At exactly this moment, Jasper turns around and catches sight of the three of us talking, Jake with his arm wrapped around me.
‘Ah,’ he says, ‘the artistes.’ He pronounces it with an exaggerated accent. ‘Congratulations. Your work is wonderful.’
We shake hands, and although I avoid Robin’s eyes, I can feel his fierce scrutiny. I know what he is thinking: please don’t mess this up . He may be at the top of the food chain, but he still has bills to pay; he can’t allow an overemotional girl to get in the way of his business sense.
‘I’m particularly interested in Apparition ,’ Jasper says. ‘The style is reminiscent of classical religious art. Is that what you intended? You spent the summer in Florence, I believe?’
And so I tell him about my visits to the Accademia, my obsession with the work of Stefano Pieri and in particular his pietà.
‘There was something so sad in that picture, sad but not in the slightest bit sentimental, almost as if it had been caught off camera. That’s what I wanted to capture with this show.’
‘And why the title, Apparition ?’
‘I suggested that,’ Robin says. ‘I’m not sure exactly why. I just got this peculiar sense of déjà vu when I first saw the painting.’

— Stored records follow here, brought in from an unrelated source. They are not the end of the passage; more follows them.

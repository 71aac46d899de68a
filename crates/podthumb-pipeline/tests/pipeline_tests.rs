//! End-to-end orchestrator tests against in-process collaborators.

mod common;

use podthumb_gemini::VideoSource;
use podthumb_models::{NormalizedBox, RunOutcome, Stage};
use podthumb_pipeline::PipelineError;

use common::*;

const TITLE: &str = "Why Sleep Beats Caffeine";

fn two_speakers() -> String {
    speakers_json(&[("host", &[12.0, 30.5]), ("guest", &[44.0, 61.25])])
}

#[tokio::test]
async fn test_full_run_completes() {
    let ws = Workspace::new();
    let harness = Harness::new(FakeIdentifier::text(&two_speakers()), FakeGenerator::new());
    let orchestrator = harness.orchestrator(ws.config());

    let summary = orchestrator.run(ws.source(), TITLE).await.unwrap();

    assert_eq!(summary.outcome, RunOutcome::Completed);
    assert_eq!(summary.stages_completed, Stage::ORDER.to_vec());
    assert_eq!(summary.headshots.len(), 2);
    assert!(summary.headshots.values().all(|p| p.is_file()));
    assert!(summary.thumbnail.as_ref().is_some_and(|p| p.is_file()));
    assert!(summary.omissions.is_empty());
    // identify + 2 headshots + compose
    assert_eq!(summary.remote_calls, 4);

    let layout = &orchestrator.config().layout;
    assert!(layout.manifest_path.is_file());
    assert_eq!(summary.headshots["host"], layout.canonical_headshot("host"));
}

#[tokio::test]
async fn test_second_run_makes_no_remote_calls() {
    let ws = Workspace::new();
    let harness = Harness::new(FakeIdentifier::text(&two_speakers()), FakeGenerator::new());
    let orchestrator = harness.orchestrator(ws.config());

    let first = orchestrator.run(ws.source(), TITLE).await.unwrap();
    let second = orchestrator.run(ws.source(), TITLE).await.unwrap();

    assert_eq!(second.remote_calls, 0);
    assert_eq!(second.outcome, RunOutcome::Completed);
    assert_eq!(first.thumbnail, second.thumbnail);
    assert_eq!(first.headshots, second.headshots);

    assert_eq!(harness.identifier.calls(), 1);
    assert_eq!(harness.generator.calls(), 3);
    assert_eq!(harness.extractor.extract_calls(), 2);
}

#[tokio::test]
async fn test_existing_headshot_skips_generation() {
    let ws = Workspace::new();
    let harness = Harness::new(FakeIdentifier::text(&two_speakers()), FakeGenerator::new());
    let config = ws.config();
    let existing = config.layout.canonical_headshot("host");
    write_image(&existing, 32, 32);
    let orchestrator = harness.orchestrator(config);

    let summary = orchestrator.run(ws.source(), TITLE).await.unwrap();

    // guest headshot + compose
    assert_eq!(harness.generator.calls(), 2);
    assert_eq!(summary.headshots["host"], existing);
    assert_eq!(summary.outcome, RunOutcome::Completed);
}

#[tokio::test]
async fn test_title_change_recomposes_only() {
    let ws = Workspace::new();
    let harness = Harness::new(FakeIdentifier::text(&two_speakers()), FakeGenerator::new());
    let orchestrator = harness.orchestrator(ws.config());

    let first = orchestrator.run(ws.source(), TITLE).await.unwrap();
    let second = orchestrator.run(ws.source(), "A Different Title").await.unwrap();

    assert_eq!(second.remote_calls, 1);
    assert_ne!(first.thumbnail, second.thumbnail);
}

#[tokio::test]
async fn test_padding_synthesizes_centered_candidates() {
    let ws = Workspace::new();
    // 150s is past the end of the 100s video
    let json = speakers_json(&[("host", &[10.0, 150.0])]);
    let harness = Harness::new(FakeIdentifier::text(&json), FakeGenerator::new());
    let orchestrator = harness.orchestrator(ws.config());

    let (manifest, summary) = orchestrator.sample(ws.source()).await.unwrap();

    let frames = &manifest.speakers[0].frames;
    assert_eq!(frames.len(), 4);
    assert_eq!(frames[0].timestamp_s, 10.0);
    assert!(!frames[0].synthesized);

    let synthesized: Vec<_> = frames.iter().filter(|c| c.synthesized).collect();
    assert_eq!(synthesized.len(), 3);
    assert_eq!(
        synthesized.iter().map(|c| c.timestamp_s).collect::<Vec<_>>(),
        vec![25.0, 50.0, 75.0]
    );
    assert!(synthesized.iter().all(|c| c.bbox == NormalizedBox::CENTERED));

    assert!(frames.iter().all(|c| c.frame_path.is_some()));
    assert!(frames.iter().all(|c| c.crop_path.as_ref().is_some_and(|p| p.is_file())));
    assert_eq!(
        summary.stages_completed,
        vec![Stage::Identify, Stage::ExtractAndCrop]
    );
    assert_eq!(harness.generator.calls(), 0);
}

#[tokio::test]
async fn test_malformed_frame_proposals_are_padded() {
    let ws = Workspace::new();
    let json = r#"{"speakers": [{"id": "host", "frames": [
        {"timestamp_s": 10.0, "bbox": {"x1": 0.3, "y1": 0.2, "x2": 0.6}},
        {"timestamp_s": "later", "bbox": null}
    ]}]}"#;
    let harness = Harness::new(FakeIdentifier::text(json), FakeGenerator::new());
    let orchestrator = harness.orchestrator(ws.config());

    let (manifest, _) = orchestrator.sample(ws.source()).await.unwrap();

    let frames = &manifest.speakers[0].frames;
    assert_eq!(frames.len(), 4);
    assert_eq!(frames[0].timestamp_s, 10.0);
    assert_eq!(frames[0].bbox, NormalizedBox::new(0.3, 0.2, 0.6, 1.0));
    assert_eq!(frames.iter().filter(|c| c.synthesized).count(), 3);
    assert_eq!(harness.identifier.calls(), 1);
}

#[tokio::test]
async fn test_partial_extraction_pairs_by_timestamp_and_resumes() {
    let ws = Workspace::new();
    let json = speakers_json(&[("host", &[10.0, 20.0, 30.0, 40.0])]);
    let harness = Harness::new(FakeIdentifier::text(&json), FakeGenerator::new())
        .with_extractor(FakeExtractor::dropping_alternate(100.0));
    let orchestrator = harness.orchestrator(ws.config());

    let (first, _) = orchestrator.sample(ws.source()).await.unwrap();
    let frames = &first.speakers[0].frames;
    let extracted: Vec<bool> = frames.iter().map(|c| c.frame_path.is_some()).collect();
    assert_eq!(extracted, vec![true, false, true, false]);

    let name = |i: usize, manifest: &podthumb_models::SpeakerManifest| {
        manifest.speakers[0].frames[i]
            .frame_path
            .as_ref()
            .unwrap()
            .file_name()
            .unwrap()
            .to_string_lossy()
            .to_string()
    };
    assert_eq!(name(2, &first), "frame_002_30p000.jpg");
    assert!(frames[1].crop_path.is_none());
    assert!(frames[1].crop_error.is_none());

    // The cached manifest is reused and only the gaps are extracted.
    let (second, summary) = orchestrator.sample(ws.source()).await.unwrap();
    assert_eq!(summary.remote_calls, 0);
    assert_eq!(harness.extractor.extract_calls(), 2);
    assert!(second.speakers[0].frames.iter().all(|c| c.frame_path.is_some()));
    assert_eq!(name(1, &second), "frame_001_20p000.jpg");
    assert_eq!(name(3, &second), "frame_003_40p000.jpg");
    assert_eq!(name(2, &second), "frame_002_30p000.jpg");
}

#[tokio::test]
async fn test_degenerate_box_records_crop_error() {
    let ws = Workspace::new();
    let json = r#"{"speakers": [{"id": "host", "frames": [
        {"timestamp_s": 5.0, "bbox": {"x1": 0.5, "y1": 0.5, "x2": 0.5, "y2": 0.5}}
    ]}]}"#;
    let harness = Harness::new(FakeIdentifier::text(json), FakeGenerator::new());
    let mut config = ws.config();
    config.timestamps_per_speaker = 1;
    let orchestrator = harness.orchestrator(config);

    let (manifest, _) = orchestrator.sample(ws.source()).await.unwrap();

    let candidate = &manifest.speakers[0].frames[0];
    assert!(candidate.frame_path.is_some());
    assert!(candidate.crop_path.is_none());
    assert!(candidate.crop_error.is_some());
}

#[tokio::test]
async fn test_schema_rejection_fails_identify() {
    let ws = Workspace::new();
    let harness = Harness::new(
        FakeIdentifier::text(r#"{"speakers": "not-a-list"}"#),
        FakeGenerator::new(),
    );
    let orchestrator = harness.orchestrator(ws.config());

    let failure = orchestrator.run(ws.source(), TITLE).await.unwrap_err();

    assert!(matches!(failure.error, PipelineError::Schema { .. }));
    assert_eq!(
        failure.error.raw_response(),
        Some(r#"{"speakers": "not-a-list"}"#)
    );
    assert!(failure.summary.stages_completed.is_empty());
    assert!(matches!(
        failure.summary.outcome,
        RunOutcome::Failed {
            stage: Stage::Identify,
            ..
        }
    ));
    assert_eq!(harness.identifier.calls(), 1);
}

#[tokio::test]
async fn test_blocked_identify_is_not_retried() {
    let ws = Workspace::new();
    let harness = Harness::new(
        FakeIdentifier::new(vec![blocked_payload("SAFETY")]),
        FakeGenerator::new(),
    );
    let orchestrator = harness.orchestrator(ws.config());

    let failure = orchestrator.run(ws.source(), TITLE).await.unwrap_err();

    assert!(matches!(
        failure.error,
        PipelineError::Blocked {
            stage: Stage::Identify,
            ..
        }
    ));
    assert!(failure.to_string().contains("SAFETY"));
    assert!(failure.summary.stages_completed.is_empty());
    assert_eq!(failure.summary.remote_calls, 1);
    assert_eq!(harness.identifier.calls(), 1);
}

#[tokio::test]
async fn test_empty_identify_text_is_retried() {
    let ws = Workspace::new();
    let harness = Harness::new(
        FakeIdentifier::new(vec![empty_payload(), text_payload(&two_speakers())]),
        FakeGenerator::new(),
    );
    let orchestrator = harness.orchestrator(ws.config());

    let summary = orchestrator.run(ws.source(), TITLE).await.unwrap();

    assert_eq!(harness.identifier.calls(), 2);
    assert_eq!(summary.outcome, RunOutcome::Completed);
}

#[tokio::test]
async fn test_empty_identify_text_exhausts_attempts() {
    let ws = Workspace::new();
    let harness = Harness::new(FakeIdentifier::new(vec![empty_payload()]), FakeGenerator::new());
    let orchestrator = harness.orchestrator(ws.config());

    let failure = orchestrator.run(ws.source(), TITLE).await.unwrap_err();

    assert!(matches!(
        failure.error,
        PipelineError::NoArtifacts { attempts: 3, .. }
    ));
    assert_eq!(harness.identifier.calls(), 3);
}

#[tokio::test]
async fn test_single_headshot_is_partial() {
    let ws = Workspace::new();
    let json = speakers_json(&[("host", &[12.0])]);
    let harness = Harness::new(FakeIdentifier::text(&json), FakeGenerator::new());
    let orchestrator = harness.orchestrator(ws.config());

    let summary = orchestrator.run(ws.source(), TITLE).await.unwrap();

    assert!(matches!(summary.outcome, RunOutcome::Partial { .. }));
    assert!(summary.thumbnail.is_none());
    assert_eq!(
        summary.stages_completed,
        vec![Stage::Identify, Stage::ExtractAndCrop, Stage::Headshot]
    );
    assert!(!summary.warnings.is_empty());
}

#[tokio::test]
async fn test_blocked_headshots_become_omissions() {
    let ws = Workspace::new();
    let harness = Harness::new(FakeIdentifier::text(&two_speakers()), FakeGenerator::blocking());
    let orchestrator = harness.orchestrator(ws.config());

    let summary = orchestrator.run(ws.source(), TITLE).await.unwrap();

    assert_eq!(summary.omissions.len(), 2);
    assert!(summary.headshots.is_empty());
    assert!(matches!(summary.outcome, RunOutcome::Partial { .. }));
    // blocked content is not retried
    assert_eq!(harness.generator.calls(), 2);
}

#[tokio::test]
async fn test_reference_truncation_is_reported() {
    let ws = Workspace::new();
    let json = speakers_json(&[("host", &[5.0, 10.0, 15.0, 20.0]), ("guest", &[25.0])]);
    let harness = Harness::new(FakeIdentifier::text(&json), FakeGenerator::new());
    let orchestrator = harness.orchestrator(ws.config());

    let summary = orchestrator.run(ws.source(), TITLE).await.unwrap();

    assert!(summary
        .warnings
        .iter()
        .any(|w| w.contains("host") && w.contains("3 of 4")));
}

#[tokio::test]
async fn test_url_sample_skips_extraction() {
    let ws = Workspace::new();
    let harness = Harness::new(FakeIdentifier::text(&two_speakers()), FakeGenerator::new());
    let orchestrator = harness.orchestrator(ws.config());

    let (manifest, summary) = orchestrator
        .sample(VideoSource::Url("https://example.com/episode".to_string()))
        .await
        .unwrap();

    assert_eq!(manifest.speakers.len(), 2);
    assert_eq!(summary.stages_completed, vec![Stage::Identify]);
    assert!(matches!(summary.outcome, RunOutcome::Partial { .. }));
    assert_eq!(harness.extractor.extract_calls(), 0);
}

#[tokio::test]
async fn test_url_run_is_config_error() {
    let ws = Workspace::new();
    let harness = Harness::new(FakeIdentifier::text(&two_speakers()), FakeGenerator::new());
    let orchestrator = harness.orchestrator(ws.config());

    let failure = orchestrator
        .run(VideoSource::Url("https://example.com/episode".to_string()), TITLE)
        .await
        .unwrap_err();

    assert!(failure.error.is_config_error());
    assert_eq!(harness.identifier.calls(), 0);
}

#[tokio::test]
async fn test_missing_video_is_config_error() {
    let ws = Workspace::new();
    let harness = Harness::new(FakeIdentifier::text(&two_speakers()), FakeGenerator::new());
    let orchestrator = harness.orchestrator(ws.config());

    let failure = orchestrator
        .run(VideoSource::Local(ws.dir.path().join("missing.mp4")), TITLE)
        .await
        .unwrap_err();

    assert!(failure.error.is_config_error());
    assert_eq!(failure.summary.remote_calls, 0);
}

‘It’s a very private piece,’ I say, and Jake squeezes my hand.
‘Exactly,’ says Jasper. ‘That’s what I like about it. It’s full of emotion and love and pathos. I’ve made up my mind. I’m going to buy it. And a couple of the others too.’
‘Wonderful news.’ Robin has a firm smile for me as the two of them walk away to secure the deal.
Jake says, ‘Please don’t let it ruin your night. We can do as many pietàs as you want. I am your forever life model.’
The gallery is filling up now with the young and beautiful, Robin’s hand-picked crowd of artists, musicians, actors and models, art buyers and journalists, photographers with cameras slung around their necks. Jake is more used to this, and when a photographer from the Daily Express approaches us as we stand beside the pietà with its little red sticker, he puts his hand around my waist.
‘Could you just turn towards Jacob a little, Alice?’ the photographer asks, framing the shot.
Instinctively, I rest one hand on my stomach, emphasising the pregnancy in that unconscious way of new mothers.
‘A little closer together, please.’
Other photographers have begun to gather around now, and they join in, calling out requests.
It’s easiest for me to look at Jake instead of the photographers, and so I stare up at him and he drops a kiss on my forehead, both arms curved around me, and this is the shot that will make most of the papers tomorrow, the one my parents will see.